Le cas le plus inquiétant est peut-être celui de xz Utils en 2024. Un contributeur opérant sous le pseudonyme “Jia Tan” a patiemment gagné la confiance du mainteneur solitaire du projet xz, une bibliothèque de compression utilisée dans pratiquement toutes les distributions Linux. Après des années de contributions légitimes, Jia Tan a introduit une porte dérobée (backdoor) sophistiquée qui aurait pu compromettre des millions de serveurs. La backdoor a été découverte par accident, par un développeur de Microsoft qui a remarqué que les connexions SSH étaient anormalement lentes. L’attaque exploitait précisément la vulnérabilité sociale de l’open source : un mainteneur épuisé, soulagé de recevoir enfin de l’aide, avait progressivement cédé les droits de commit à un inconnu. C’est un sujet que nous avons également abordé dans la section sur la sécurité du module 5.
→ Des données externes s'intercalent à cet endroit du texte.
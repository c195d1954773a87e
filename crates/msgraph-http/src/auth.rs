//! Access token providers.
//!
//! - **Static token**: a caller-obtained bearer token.
//! - **Client credentials**: daemon / service identities against the
//!   Microsoft identity platform v2.0 token endpoint
//!   (`{authority}/{tenant}/oauth2/v2.0/token`), cached until shortly
//!   before expiry.

use crate::error::from_reqwest;
use crate::options::NationalCloud;
use async_trait::async_trait;
use chrono::{DateTime, Utc};
use log::{debug, info};
use msgraph_abstractions::{
    AccessTokenProvider, AdditionalContext, AllowedHostsValidator, GraphError, GraphResult,
    CLAIMS_KEY,
};
use serde::{Deserialize, Serialize};
use std::fmt;
use tokio::sync::Mutex;
use url::Url;

/// Seconds before expiry at which a cached token is considered stale.
const EXPIRY_GRACE_SEC: i64 = 60;

/// Plain HTTP is only accepted for loopback hosts.
fn ensure_secure(url: &Url) -> GraphResult<()> {
    if url.scheme().eq_ignore_ascii_case("https") {
        return Ok(());
    }
    match url.host_str() {
        Some("localhost") | Some("127.0.0.1") | Some("[::1]") | Some("::1") => Ok(()),
        _ => Err(GraphError::authentication(format!(
            "url scheme must be https, got {}",
            url.scheme()
        ))),
    }
}

// ═══════════════════════════════════════════════════════════════════════
//  Static token
// ═══════════════════════════════════════════════════════════════════════

/// Hands out a fixed token to allowed hosts.
#[derive(Debug, Clone)]
pub struct StaticAccessTokenProvider {
    token: String,
    validator: AllowedHostsValidator,
}

impl StaticAccessTokenProvider {
    pub fn new(token: impl Into<String>) -> Self {
        Self {
            token: token.into(),
            validator: AllowedHostsValidator::default(),
        }
    }

    pub fn with_allowed_hosts<I, S>(mut self, hosts: I) -> Self
    where
        I: IntoIterator<Item = S>,
        S: AsRef<str>,
    {
        self.validator.set_allowed_hosts(hosts);
        self
    }
}

#[async_trait]
impl AccessTokenProvider for StaticAccessTokenProvider {
    async fn get_authorization_token(
        &self,
        url: &Url,
        _context: &AdditionalContext,
    ) -> GraphResult<String> {
        if !self.validator.is_url_host_valid(url) {
            return Ok(String::new());
        }
        ensure_secure(url)?;
        Ok(self.token.clone())
    }

    fn allowed_hosts_validator(&self) -> &AllowedHostsValidator {
        &self.validator
    }
}

// ═══════════════════════════════════════════════════════════════════════
//  Client credentials
// ═══════════════════════════════════════════════════════════════════════

/// App registration used by the client-credentials grant.
#[derive(Clone, PartialEq, Serialize, Deserialize)]
#[serde(default)]
pub struct ClientCredentialsConfig {
    /// Entra ID tenant (GUID or domain).
    pub tenant_id: String,
    /// Application (client) ID.
    pub client_id: String,
    pub client_secret: String,
    pub national_cloud: NationalCloud,
    /// Authority host override (defaults to the national cloud's login host).
    pub authority_host: Option<String>,
    /// Requested scopes.  Default: `{graph endpoint}/.default`.
    pub scopes: Vec<String>,
}

impl Default for ClientCredentialsConfig {
    fn default() -> Self {
        Self {
            tenant_id: String::new(),
            client_id: String::new(),
            client_secret: String::new(),
            national_cloud: NationalCloud::Global,
            authority_host: None,
            scopes: Vec::new(),
        }
    }
}

impl fmt::Debug for ClientCredentialsConfig {
    fn fmt(&self, f: &mut fmt::Formatter<'_>) -> fmt::Result {
        f.debug_struct("ClientCredentialsConfig")
            .field("tenant_id", &self.tenant_id)
            .field("client_id", &self.client_id)
            .field("client_secret", &"<redacted>")
            .field("national_cloud", &self.national_cloud)
            .field("authority_host", &self.authority_host)
            .field("scopes", &self.scopes)
            .finish()
    }
}

impl ClientCredentialsConfig {
    pub const TENANT_ID_ENV: &'static str = "AZURE_TENANT_ID";
    pub const CLIENT_ID_ENV: &'static str = "AZURE_CLIENT_ID";
    pub const CLIENT_SECRET_ENV: &'static str = "AZURE_CLIENT_SECRET";

    /// Read tenant, client id and secret from the standard `AZURE_*`
    /// environment variables.
    pub fn from_env() -> GraphResult<Self> {
        let read = |key: &str| {
            std::env::var(key)
                .ok()
                .filter(|v| !v.trim().is_empty())
                .ok_or_else(|| GraphError::authentication(format!("{} is not set", key)))
        };
        Ok(Self {
            tenant_id: read(Self::TENANT_ID_ENV)?,
            client_id: read(Self::CLIENT_ID_ENV)?,
            client_secret: read(Self::CLIENT_SECRET_ENV)?,
            ..Default::default()
        })
    }

    pub fn token_url(&self) -> String {
        let authority = self
            .authority_host
            .as_deref()
            .unwrap_or_else(|| self.national_cloud.login_endpoint());
        format!(
            "{}/{}/oauth2/v2.0/token",
            authority.trim_end_matches('/'),
            self.tenant_id
        )
    }

    pub fn scope(&self) -> String {
        if self.scopes.is_empty() {
            format!("{}/.default", self.national_cloud.graph_endpoint())
        } else {
            self.scopes.join(" ")
        }
    }

    fn validate(&self) -> GraphResult<()> {
        if self.tenant_id.is_empty() {
            return Err(GraphError::authentication("tenant_id is required"));
        }
        if self.client_id.is_empty() {
            return Err(GraphError::authentication("client_id is required"));
        }
        if self.client_secret.is_empty() {
            return Err(GraphError::authentication(
                "client_secret is required for client-credentials flow",
            ));
        }
        Ok(())
    }
}

/// Token issued by the identity platform.
#[derive(Debug, Clone, PartialEq, Serialize, Deserialize)]
pub struct AccessToken {
    pub token: String,
    pub token_type: String,
    pub expires_at: DateTime<Utc>,
}

impl AccessToken {
    /// Whether the token has expired (with 60-second grace).
    pub fn is_expired(&self) -> bool {
        Utc::now() >= self.expires_at - chrono::Duration::seconds(EXPIRY_GRACE_SEC)
    }
}

/// OAuth2 client-credentials token provider with an in-memory cache.
#[derive(Debug)]
pub struct ClientCredentialsTokenProvider {
    config: ClientCredentialsConfig,
    client: reqwest::Client,
    validator: AllowedHostsValidator,
    cached: Mutex<Option<AccessToken>>,
}

impl ClientCredentialsTokenProvider {
    /// Tokens are only handed to the national cloud Graph hosts by default.
    pub fn new(config: ClientCredentialsConfig) -> GraphResult<Self> {
        config.validate()?;
        Ok(Self {
            config,
            client: reqwest::Client::new(),
            validator: AllowedHostsValidator::new(NationalCloud::all_graph_hosts()),
            cached: Mutex::new(None),
        })
    }

    pub fn with_allowed_hosts<I, S>(mut self, hosts: I) -> Self
    where
        I: IntoIterator<Item = S>,
        S: AsRef<str>,
    {
        self.validator.set_allowed_hosts(hosts);
        self
    }

    pub fn with_http_client(mut self, client: reqwest::Client) -> Self {
        self.client = client;
        self
    }

    pub fn config(&self) -> &ClientCredentialsConfig {
        &self.config
    }

    async fn request_token(&self, claims: Option<&str>) -> GraphResult<AccessToken> {
        let scope = self.config.scope();
        let mut params = vec![
            ("client_id", self.config.client_id.as_str()),
            ("client_secret", self.config.client_secret.as_str()),
            ("grant_type", "client_credentials"),
            ("scope", scope.as_str()),
        ];
        if let Some(claims) = claims {
            params.push(("claims", claims));
        }

        let token_url = self.config.token_url();
        debug!("Requesting client-credentials token from {}", token_url);
        let resp = self
            .client
            .post(&token_url)
            .form(&params)
            .send()
            .await
            .map_err(from_reqwest)?;

        let status = resp.status().as_u16();
        let body = resp.text().await.map_err(from_reqwest)?;

        if status != 200 {
            return Err(token_error(status, &body));
        }

        let token = parse_token_response(&body)?;
        info!("Acquired access token, expires at {}", token.expires_at);
        Ok(token)
    }
}

#[async_trait]
impl AccessTokenProvider for ClientCredentialsTokenProvider {
    async fn get_authorization_token(
        &self,
        url: &Url,
        context: &AdditionalContext,
    ) -> GraphResult<String> {
        if !self.validator.is_url_host_valid(url) {
            debug!("Host {:?} is not allowed to receive a token", url.host_str());
            return Ok(String::new());
        }
        ensure_secure(url)?;

        let claims = context.get(CLAIMS_KEY).filter(|c| !c.is_empty());
        let mut cached = self.cached.lock().await;
        if claims.is_none() {
            if let Some(token) = cached.as_ref().filter(|t| !t.is_expired()) {
                return Ok(token.token.clone());
            }
        }

        let token = self.request_token(claims.map(String::as_str)).await?;
        let value = token.token.clone();
        *cached = Some(token);
        Ok(value)
    }

    fn allowed_hosts_validator(&self) -> &AllowedHostsValidator {
        &self.validator
    }
}

// ═══════════════════════════════════════════════════════════════════════
//  Internal helpers
// ═══════════════════════════════════════════════════════════════════════

fn parse_token_response(body: &str) -> GraphResult<AccessToken> {
    let v: serde_json::Value = serde_json::from_str(body)?;

    let token = v["access_token"]
        .as_str()
        .ok_or_else(|| GraphError::authentication("No access_token in response"))?
        .to_string();

    let expires_in = v["expires_in"]
        .as_i64()
        .or_else(|| v["expires_in"].as_str().and_then(|s| s.parse().ok()))
        .unwrap_or(3600);
    let expires_at = Utc::now() + chrono::Duration::seconds(expires_in);

    debug!("Parsed token, expires in {}s", expires_in);

    Ok(AccessToken {
        token,
        token_type: v["token_type"].as_str().unwrap_or("Bearer").to_string(),
        expires_at,
    })
}

fn token_error(status: u16, body: &str) -> GraphError {
    let v: serde_json::Value = serde_json::from_str(body).unwrap_or_default();
    let code = v["error"].as_str().unwrap_or("unknown_error");
    let description = v["error_description"].as_str().unwrap_or(body);
    GraphError::authentication(format!("{}: {}", code, description)).with_response(status, Default::default())
}

// ═══════════════════════════════════════════════════════════════════════
//  Tests
// ═══════════════════════════════════════════════════════════════════════

#[cfg(test)]
mod tests {
    use super::*;

    fn config() -> ClientCredentialsConfig {
        ClientCredentialsConfig {
            tenant_id: "contoso.onmicrosoft.com".into(),
            client_id: "app".into(),
            client_secret: "secret".into(),
            ..Default::default()
        }
    }

    #[test]
    fn test_token_url_and_scope() {
        let cfg = config();
        assert_eq!(
            cfg.token_url(),
            "https://login.microsoftonline.com/contoso.onmicrosoft.com/oauth2/v2.0/token"
        );
        assert_eq!(cfg.scope(), "https://graph.microsoft.com/.default");

        let cfg = ClientCredentialsConfig {
            national_cloud: NationalCloud::China,
            authority_host: Some("http://127.0.0.1:9999/".into()),
            ..config()
        };
        assert_eq!(
            cfg.token_url(),
            "http://127.0.0.1:9999/contoso.onmicrosoft.com/oauth2/v2.0/token"
        );
        assert_eq!(cfg.scope(), "https://microsoftgraph.chinacloudapi.cn/.default");
    }

    #[test]
    fn test_debug_redacts_secret() {
        let out = format!("{:?}", config());
        assert!(out.contains("<redacted>"));
        assert!(!out.contains("\"secret\""));
    }

    #[test]
    fn test_config_validation() {
        let err = ClientCredentialsTokenProvider::new(ClientCredentialsConfig {
            client_secret: String::new(),
            ..config()
        })
        .unwrap_err();
        assert!(err.message.contains("client_secret"));
    }

    #[test]
    fn test_parse_token_response() {
        let body = r#"{"token_type":"Bearer","expires_in":3599,"access_token":"eyJ0eXAi..."}"#;
        let token = parse_token_response(body).unwrap();
        assert_eq!(token.token, "eyJ0eXAi...");
        assert_eq!(token.token_type, "Bearer");
        assert!(!token.is_expired());
    }

    #[test]
    fn test_parse_token_response_missing_access_token() {
        let err = parse_token_response(r#"{"token_type":"Bearer"}"#).unwrap_err();
        assert!(err.message.contains("No access_token"));
    }

    #[test]
    fn test_short_lived_token_is_expired() {
        let token = parse_token_response(r#"{"access_token":"t","expires_in":30}"#).unwrap();
        assert!(token.is_expired());
    }

    #[test]
    fn test_token_error() {
        let err = token_error(
            401,
            r#"{"error":"invalid_client","error_description":"AADSTS7000215: Invalid client secret"}"#,
        );
        assert_eq!(err.status, Some(401));
        assert!(err.message.starts_with("invalid_client: AADSTS7000215"));
    }

    #[tokio::test]
    async fn test_static_provider_hosts_and_scheme() {
        let provider = StaticAccessTokenProvider::new("tok").with_allowed_hosts(["graph.microsoft.com"]);
        let ctx = AdditionalContext::new();

        let ok = Url::parse("https://graph.microsoft.com/v1.0/me").unwrap();
        assert_eq!(provider.get_authorization_token(&ok, &ctx).await.unwrap(), "tok");

        let other = Url::parse("https://example.com/").unwrap();
        assert_eq!(provider.get_authorization_token(&other, &ctx).await.unwrap(), "");

        let open = StaticAccessTokenProvider::new("tok");
        let insecure = Url::parse("http://example.com/").unwrap();
        assert!(open.get_authorization_token(&insecure, &ctx).await.is_err());
        let local = Url::parse("http://127.0.0.1:8080/").unwrap();
        assert_eq!(open.get_authorization_token(&local, &ctx).await.unwrap(), "tok");
    }

    #[test]
    fn test_default_allowed_hosts_are_graph_hosts() {
        let provider = ClientCredentialsTokenProvider::new(config()).unwrap();
        let hosts = provider.allowed_hosts_validator().allowed_hosts();
        assert!(hosts.contains(&"graph.microsoft.com"));
        assert!(hosts.contains(&"microsoftgraph.chinacloudapi.cn"));
        assert_eq!(hosts.len(), 4);
    }
}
Ces épisodes illustrent une tension fondamentale. L’open source a spectaculairement réussi comme modèle de développement : il a produit les logiciels les plus utilisés au monde. Mais il n’a pas résolu le problème de la maintenance à long terme. Les développeurs créent et contribuent par passion, mais la maintenance quotidienne (répondre aux issues, réviser les pull requests, mettre à jour les dépendances, corriger les failles de sécurité) est un travail ingrat qui mène à l’épuisement. Le dessin humoristique de xkcd intitulé “Dependency” résume bien la situation :

xkcd #2347 : Dependency

Source : xkcd.com/2347, licence CC BY-NC 2.5.

Toute l’infrastructure numérique moderne, représentée par un empilement de blocs massifs, repose en fin de compte sur un projet maintenu bénévolement par un inconnu quelque part.